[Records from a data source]
//! # Observability
//!
//! - `logging`: tracing subscriber setup

pub mod logging;

pub use logging::init_tracing;
//! # Kubernetes Secret Store
//!
//! [`SecretStore`] backed by core/v1 Secrets.

use super::{secret_coordinates, SecretStore, SecretStoreError};
use async_trait::async_trait;
use k8s_openapi::api::core::v1::Secret;
use kube::api::{Api, PostParams};
use kube::Client;
use tracing::debug;

/// Secret store over the Kubernetes API
#[derive(Clone)]
pub struct KubeSecretStore {
    client: Client,
}

impl std::fmt::Debug for KubeSecretStore {
    fn fmt(&self, f: &mut std::fmt::Formatter<'_>) -> std::fmt::Result {
        f.debug_struct("KubeSecretStore").finish_non_exhaustive()
    }
}

impl KubeSecretStore {
    #[must_use]
    pub fn new(client: Client) -> Self {
        Self { client }
    }

    fn api(&self, namespace: &str) -> Api<Secret> {
        Api::namespaced(self.client.clone(), namespace)
    }
}

#[async_trait]
impl SecretStore for KubeSecretStore {
    async fn get(&self, namespace: &str, name: &str) -> Result<Secret, SecretStoreError> {
        match self.api(namespace).get(name).await {
            Ok(secret) => Ok(secret),
            Err(kube::Error::Api(api_err)) if api_err.code == 404 => {
                debug!("Secret {}/{} not found", namespace, name);
                Err(SecretStoreError::NotFound {
                    namespace: namespace.to_string(),
                    name: name.to_string(),
                })
            }
            Err(e) => Err(SecretStoreError::Api(e)),
        }
    }

    async fn create(&self, secret: &Secret) -> Result<(), SecretStoreError> {
        let (namespace, name) = secret_coordinates(secret)?;
        self.api(namespace)
            .create(&PostParams::default(), secret)
            .await?;
        debug!("Created secret {}/{}", namespace, name);
        Ok(())
    }

    async fn update(&self, secret: &Secret) -> Result<(), SecretStoreError> {
        let (namespace, name) = secret_coordinates(secret)?;
        self.api(namespace)
            .replace(name, &PostParams::default(), secret)
            .await?;
        debug!("Updated secret {}/{}", namespace, name);
        Ok(())
    }
}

* _Exercise prompt_:
Please make an exact copy of every record, leaving nothing out.

* _Completed exercise_:
//! # Observability
//!
//! - `logging`: tracing subscriber setup

pub mod logging;

pub use logging::init_tracing;
//! # Kubernetes Secret Store
//!
//! [`SecretStore`] backed by core/v1 Secrets.

use super::{secret_coordinates, SecretStore, SecretStoreError};
use async_trait::async_trait;
use k8s_openapi::api::core::v1::Secret;
use kube::api::{Api, PostParams};
use kube::Client;
use tracing::debug;

/// Secret store over the Kubernetes API
#[derive(Clone)]
pub struct KubeSecretStore {
    client: Client,
}

impl std::fmt::Debug for KubeSecretStore {
    fn fmt(&self, f: &mut std::fmt::Formatter<'_>) -> std::fmt::Result {
        f.debug_struct("KubeSecretStore").finish_non_exhaustive()
    }
}

impl KubeSecretStore {
    #[must_use]
    pub fn new(client: Client) -> Self {
        Self { client }
    }

    fn api(&self, namespace: &str) -> Api<Secret> {
        Api::namespaced(self.client.clone(), namespace)
    }
}

#[async_trait]
impl SecretStore for KubeSecretStore {
    async fn get(&self, namespace: &str, name: &str) -> Result<Secret, SecretStoreError> {
        match self.api(namespace).get(name).await {
            Ok(secret) => Ok(secret),
            Err(kube::Error::Api(api_err)) if api_err.code == 404 => {
                debug!("Secret {}/{} not found", namespace, name);
                Err(SecretStoreError::NotFound {
                    namespace: namespace.to_string(),
                    name: name.to_string(),
                })
            }
            Err(e) => Err(SecretStoreError::Api(e)),
        }
    }

    async fn create(&self, secret: &Secret) -> Result<(), SecretStoreError> {
        let (namespace, name) = secret_coordinates(secret)?;
        self.api(namespace)
            .create(&PostParams::default(), secret)
            .await?;
        debug!("Created secret {}/{}", namespace, name);
        Ok(())
    }

    async fn update(&self, secret: &Secret) -> Result<(), SecretStoreError> {
        let (namespace, name) = secret_coordinates(secret)?;
        self.api(namespace)
            .replace(name, &PostParams::default(), secret)
            .await?;
        debug!("Updated secret {}/{}", namespace, name);
        Ok(())
    }
}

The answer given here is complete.